- Problem to work on -
Down to the last line, restate the material below exactly.

*** Provided material ***

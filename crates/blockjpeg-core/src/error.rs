//! Error type shared by every stage of the codec.

use thiserror::Error;

/// Errors that can occur while compressing or decompressing an image.
///
/// Every variant is fatal for the current call: the codec never retries and
/// never returns a partially reconstructed image.
#[derive(Debug, Clone, PartialEq, Eq, Error)]
pub enum CodecError {
    /// Input grid or patch has the wrong dimensionality or size.
    #[error("Invalid shape: {reason} (got {height}x{width})")]
    Shape {
        reason: String,
        height: usize,
        width: usize,
    },

    /// A value violates a precondition of the operation.
    #[error("Value out of domain: {0}")]
    Domain(String),

    /// A vector does not have the expected number of elements.
    #[error("Invalid length: expected {expected} elements, got {actual}")]
    Length { expected: usize, actual: usize },

    /// The bitstream decodes past a block's capacity, ends early, or holds a
    /// different number of blocks than its header declares.
    #[error("Bitstream decode out of bounds: {0}")]
    DecodeBounds(String),
}

impl CodecError {
    pub(crate) fn shape(reason: impl Into<String>, height: usize, width: usize) -> Self {
        CodecError::Shape {
            reason: reason.into(),
            height,
            width,
        }
    }
}

/// Result alias used throughout the crate.
pub type Result<T, E = CodecError> = std::result::Result<T, E>;

#[cfg(test)]
mod tests {
    use super::*;

    #[test]
    fn test_shape_error_display() {
        let err = CodecError::shape("dimensions must be multiples of 8", 10, 16);
        assert_eq!(
            err.to_string(),
            "Invalid shape: dimensions must be multiples of 8 (got 10x16)"
        );
    }

    #[test]
    fn test_length_error_display() {
        let err = CodecError::Length {
            expected: 64,
            actual: 63,
        };
        assert_eq!(err.to_string(), "Invalid length: expected 64 elements, got 63");
    }

    #[test]
    fn test_domain_and_bounds_display() {
        let err = CodecError::Domain("integer must be non-negative: -3".to_string());
        assert_eq!(err.to_string(), "Value out of domain: integer must be non-negative: -3");

        let err = CodecError::DecodeBounds("coefficient index 64".to_string());
        assert_eq!(err.to_string(), "Bitstream decode out of bounds: coefficient index 64");
    }
}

*** End of Provided material ***

- Expected answer -
filename crates/blockjpeg-core/src/error.rs
//! Error type shared by every stage of the codec.

use thiserror::Error;

/// Errors that can occur while compressing or decompressing an image.
///
/// Every variant is fatal for the current call: the codec never retries and
/// never returns a partially reconstructed image.
#[derive(Debug, Clone, PartialEq, Eq, Error)]
pub enum CodecError {
    /// Input grid or patch has the wrong dimensionality or size.
    #[error("Invalid shape: {reason} (got {height}x{width})")]
    Shape {
        reason: String,
        height: usize,
        width: usize,
    },

    /// A value violates a precondition of the operation.
    #[error("Value out of domain: {0}")]
    Domain(String),

    /// A vector does not have the expected number of elements.
    #[error("Invalid length: expected {expected} elements, got {actual}")]
    Length { expected: usize, actual: usize },

    /// The bitstream decodes past a block's capacity, ends early, or holds a
    /// different number of blocks than its header declares.
    #[error("Bitstream decode out of bounds: {0}")]
    DecodeBounds(String),
}

impl CodecError {
    pub(crate) fn shape(reason: impl Into<String>, height: usize, width: usize) -> Self {
        CodecError::Shape {
            reason: reason.into(),
            height,
            width,
        }
    }
}

/// Result alias used throughout the crate.
pub type Result<T, E = CodecError> = std::result::Result<T, E>;

#[cfg(test)]
mod tests {
    use super::*;

    #[test]
    fn test_shape_error_display() {
        let err = CodecError::shape("dimensions must be multiples of 8", 10, 16);
        assert_eq!(
            err.to_string(),
            "Invalid shape: dimensions must be multiples of 8 (got 10x16)"
        );
    }

    #[test]
    fn test_length_error_display() {
        let err = CodecError::Length {
            expected: 64,
            actual: 63,
        };
        assert_eq!(err.to_string(), "Invalid length: expected 64 elements, got 63");
    }

    #[test]
    fn test_domain_and_bounds_display() {
        let err = CodecError::Domain("integer must be non-negative: -3".to_string());
        assert_eq!(err.to_string(), "Value out of domain: integer must be non-negative: -3");

        let err = CodecError::DecodeBounds("coefficient index 64".to_string());
        assert_eq!(err.to_string(), "Bitstream decode out of bounds: coefficient index 64");
    }
}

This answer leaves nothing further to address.